Dit lijkt momenteel onwaarschijnlijk; als er al iets is, valt Boston steeds verder achteruit. De enige reden dat ik de mogelijkheid überhaupt noem, is dat het pad van ideeën naar startups de laatste tijd steeds soepeler is geworden. Het is nu veel gemakkelijker voor een paar hackers zonder zakelijke ervaring om een startup te starten dan 10 jaar geleden. Als je nog 20 jaar extrapoleert, verschuift het machtsevenwicht misschien weer. Ik zou er niet op gokken, maar ik zou er ook niet tegen wedden.

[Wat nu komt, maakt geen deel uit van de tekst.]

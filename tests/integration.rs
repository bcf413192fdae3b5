use std::fs;
use std::path::{Path, PathBuf};
use std::process::Command;
use tempfile::TempDir;

fn inci_binary() -> PathBuf {
    let mut path = std::env::current_exe().unwrap();
    path.pop(); // remove test binary name
    path.pop(); // remove deps/
    path.push("inci");
    path
}

fn setup_test_env() -> (TempDir, PathBuf) {
    let tmp = TempDir::new().unwrap();
    let root = tmp.path().to_path_buf();

    let config_dir = root.join("config");
    fs::create_dir_all(&config_dir).unwrap();

    let data_dir = root.join("data");
    fs::create_dir_all(&data_dir).unwrap();

    fs::write(
        data_dir.join("incidencias.csv"),
        "Proyecto,Descripción,Estado\n\
         Atlas,caída del servidor de correo corporativo,Abierta\n\
         Borealis,impresora de planta sin tóner desde el lunes,Cerrada\n\
         Atlas,lentitud extrema en el acceso a la intranet,Abierta\n",
    )
    .unwrap();

    // The embedding endpoint is deliberately unreachable: every vector
    // degrades to zeros, which must never fail ingestion.
    let config_content = format!(
        r#"[store]
path = "{}/store"

[embedding]
provider = "remote"
dims = 8
url = "http://127.0.0.1:9"
timeout_secs = 1

[ingest]
data_dir = "{}/data"
"#,
        root.display(),
        root.display()
    );

    let config_path = config_dir.join("inci.toml");
    fs::write(&config_path, config_content).unwrap();

    (tmp, config_path)
}

fn run_inci(config_path: &Path, args: &[&str]) -> (String, String, bool) {
    let binary = inci_binary();
    let output = Command::new(&binary)
        .arg("--config")
        .arg(config_path.to_str().unwrap())
        .args(args)
        .output()
        .unwrap_or_else(|e| panic!("Failed to run inci binary at {:?}: {}", binary, e));

    let stdout = String::from_utf8_lossy(&output.stdout).to_string();
    let stderr = String::from_utf8_lossy(&output.stderr).to_string();
    let success = output.status.success();
    (stdout, stderr, success)
}

fn run_json(config_path: &Path, args: &[&str]) -> serde_json::Value {
    let (stdout, stderr, success) = run_inci(config_path, args);
    assert!(
        success,
        "inci {:?} failed: stdout={}, stderr={}",
        args, stdout, stderr
    );
    serde_json::from_str(&stdout)
        .unwrap_or_else(|e| panic!("non-JSON output for {:?}: {} ({})", args, stdout, e))
}

#[test]
fn test_init_creates_collection() {
    let (_tmp, config_path) = setup_test_env();

    let (stdout, stderr, success) = run_inci(&config_path, &["init"]);
    assert!(success, "init failed: stdout={}, stderr={}", stdout, stderr);
    assert!(stdout.contains("initialized"));
}

#[test]
fn test_init_idempotent() {
    let (_tmp, config_path) = setup_test_env();

    let (_, _, success1) = run_inci(&config_path, &["init"]);
    assert!(success1, "First init failed");

    let (_, _, success2) = run_inci(&config_path, &["init"]);
    assert!(success2, "Second init failed (not idempotent)");
}

#[test]
fn test_ingest_reports_loaded_count() {
    let (_tmp, config_path) = setup_test_env();

    run_inci(&config_path, &["init"]);
    let report = run_json(&config_path, &["ingest", "incidencias.csv"]);
    assert_eq!(report["success"], true);
    assert_eq!(report["incidents_loaded"], 3);
    assert_eq!(report["source_type"], "file");
}

#[test]
fn test_reingest_is_idempotent() {
    let (_tmp, config_path) = setup_test_env();

    run_inci(&config_path, &["init"]);
    run_json(&config_path, &["ingest", "incidencias.csv"]);
    run_json(&config_path, &["ingest", "incidencias.csv"]);

    let stats = run_json(&config_path, &["stats"]);
    assert_eq!(stats["total_incidents"], 3);
    assert_eq!(stats["has_data"], true);
}

#[test]
fn test_ingest_missing_file_is_error_envelope() {
    let (_tmp, config_path) = setup_test_env();

    run_inci(&config_path, &["init"]);
    let report = run_json(&config_path, &["ingest", "no-existe.csv"]);
    assert!(report.get("success").is_none());
    assert!(report["error"].as_str().unwrap().contains("no-existe.csv"));
}

#[test]
fn test_search_with_degraded_vectors_finds_nothing() {
    let (_tmp, config_path) = setup_test_env();

    run_inci(&config_path, &["init"]);
    run_json(&config_path, &["ingest", "incidencias.csv"]);

    // Zero-vector query against zero-vector entries: similarity 0 for all,
    // strictly below the relevance threshold.
    let response = run_json(&config_path, &["search", "fallo de correo"]);
    assert_eq!(response["total_found"], 0);
    assert_eq!(response["similar_incidents"].as_array().unwrap().len(), 0);
    assert!(response.get("error").is_none());
}

#[test]
fn test_galaxy_groups_projects() {
    let (_tmp, config_path) = setup_test_env();

    run_inci(&config_path, &["init"]);
    run_json(&config_path, &["ingest", "incidencias.csv"]);

    let galaxy = run_json(&config_path, &["galaxy"]);
    assert_eq!(galaxy["success"], true);
    assert_eq!(galaxy["total_incidents"], 3);
    assert_eq!(galaxy["total_projects"], 2);

    let suns = galaxy["suns"].as_array().unwrap();
    let atlas = suns
        .iter()
        .find(|s| s["name"] == "Atlas")
        .expect("Atlas sun missing");
    assert_eq!(atlas["incident_count"], 2);
    assert_eq!(atlas["has_more"], false);
}

#[test]
fn test_galaxy_cache_regenerates_after_new_ingest() {
    let (tmp, config_path) = setup_test_env();

    run_inci(&config_path, &["init"]);
    run_json(&config_path, &["ingest", "incidencias.csv"]);
    let first = run_json(&config_path, &["galaxy"]);
    assert_eq!(first["total_incidents"], 3);

    fs::write(
        tmp.path().join("data").join("extra.csv"),
        "id,Proyecto,Descripción\nnuevo-1,Cetus,fallo aislado en la centralita\n",
    )
    .unwrap();
    run_json(&config_path, &["ingest", "extra.csv"]);

    let second = run_json(&config_path, &["galaxy"]);
    assert_eq!(second["total_incidents"], 4);
    assert_eq!(second["total_projects"], 3);
}

#[test]
fn test_clear_empties_collection() {
    let (_tmp, config_path) = setup_test_env();

    run_inci(&config_path, &["init"]);
    run_json(&config_path, &["ingest", "incidencias.csv"]);

    let cleared = run_json(&config_path, &["clear"]);
    assert_eq!(cleared["success"], true);

    let stats = run_json(&config_path, &["stats"]);
    assert_eq!(stats["total_incidents"], 0);
    assert_eq!(stats["has_data"], false);
}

[5] Als Parijs de plek is waar mensen het meest om kunst geven, waarom is New York dan het zwaartepunt van de kunsthandel? Omdat in de twintigste eeuw kunst als merk zich losmaakte van kunst als ding. New York is waar de rijkste kopers zijn, maar alles wat ze van kunst eisen is merk, en aangezien je een merk kunt baseren op alles met een voldoende identificeerbare stijl, kun je net zo goed de lokale spullen gebruiken.
Dank aan Trevor Blackwell, Sarah Harlin, Jessica Livingston, Jackie McDonough, Robert Morris en David Sloo voor het lezen van concepten hiervan.